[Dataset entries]
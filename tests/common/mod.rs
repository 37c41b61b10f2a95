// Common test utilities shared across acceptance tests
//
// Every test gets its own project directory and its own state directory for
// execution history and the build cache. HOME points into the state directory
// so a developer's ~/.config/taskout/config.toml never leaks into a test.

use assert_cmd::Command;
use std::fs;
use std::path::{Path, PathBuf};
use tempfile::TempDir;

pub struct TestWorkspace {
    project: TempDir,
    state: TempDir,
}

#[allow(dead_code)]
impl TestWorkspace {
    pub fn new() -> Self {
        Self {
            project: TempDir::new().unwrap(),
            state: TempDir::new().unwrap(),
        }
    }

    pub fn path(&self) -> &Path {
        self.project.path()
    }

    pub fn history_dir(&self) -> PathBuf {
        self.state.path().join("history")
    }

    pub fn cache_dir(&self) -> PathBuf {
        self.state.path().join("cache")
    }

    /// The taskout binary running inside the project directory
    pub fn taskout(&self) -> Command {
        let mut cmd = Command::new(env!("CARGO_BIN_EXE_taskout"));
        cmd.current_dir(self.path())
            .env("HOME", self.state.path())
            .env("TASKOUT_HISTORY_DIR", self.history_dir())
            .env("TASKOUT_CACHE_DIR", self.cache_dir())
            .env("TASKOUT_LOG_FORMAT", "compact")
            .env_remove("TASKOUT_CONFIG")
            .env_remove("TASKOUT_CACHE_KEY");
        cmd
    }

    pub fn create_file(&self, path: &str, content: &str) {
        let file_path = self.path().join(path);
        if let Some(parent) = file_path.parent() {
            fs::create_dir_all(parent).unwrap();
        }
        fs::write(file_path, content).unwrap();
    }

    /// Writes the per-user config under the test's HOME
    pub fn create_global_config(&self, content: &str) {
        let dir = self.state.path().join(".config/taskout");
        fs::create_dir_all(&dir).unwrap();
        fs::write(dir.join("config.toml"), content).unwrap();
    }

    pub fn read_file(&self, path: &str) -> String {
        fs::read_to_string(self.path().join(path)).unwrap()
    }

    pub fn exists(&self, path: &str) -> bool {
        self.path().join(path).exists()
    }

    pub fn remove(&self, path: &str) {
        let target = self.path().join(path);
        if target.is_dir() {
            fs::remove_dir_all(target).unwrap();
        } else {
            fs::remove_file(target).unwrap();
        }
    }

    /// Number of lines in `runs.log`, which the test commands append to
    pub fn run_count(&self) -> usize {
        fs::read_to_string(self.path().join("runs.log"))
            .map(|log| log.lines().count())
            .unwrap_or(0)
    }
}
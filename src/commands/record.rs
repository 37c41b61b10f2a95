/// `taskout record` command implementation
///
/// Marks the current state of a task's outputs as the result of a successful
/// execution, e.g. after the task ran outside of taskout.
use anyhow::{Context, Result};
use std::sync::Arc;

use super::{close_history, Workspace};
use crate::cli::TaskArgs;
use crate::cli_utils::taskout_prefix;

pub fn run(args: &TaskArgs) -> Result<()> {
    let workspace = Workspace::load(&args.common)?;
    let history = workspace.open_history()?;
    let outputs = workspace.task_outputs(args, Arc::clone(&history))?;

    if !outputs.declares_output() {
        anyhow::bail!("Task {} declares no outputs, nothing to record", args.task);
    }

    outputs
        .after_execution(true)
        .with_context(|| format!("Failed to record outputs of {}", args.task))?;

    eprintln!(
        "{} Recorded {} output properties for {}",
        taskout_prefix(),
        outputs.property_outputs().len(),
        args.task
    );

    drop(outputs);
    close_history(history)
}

** WHAT YOU HAVE TO DO **
The word "parent" occurs on some lines of the entries. Work out how many such lines there are and reply with the number alone.

** OUTPUT **
2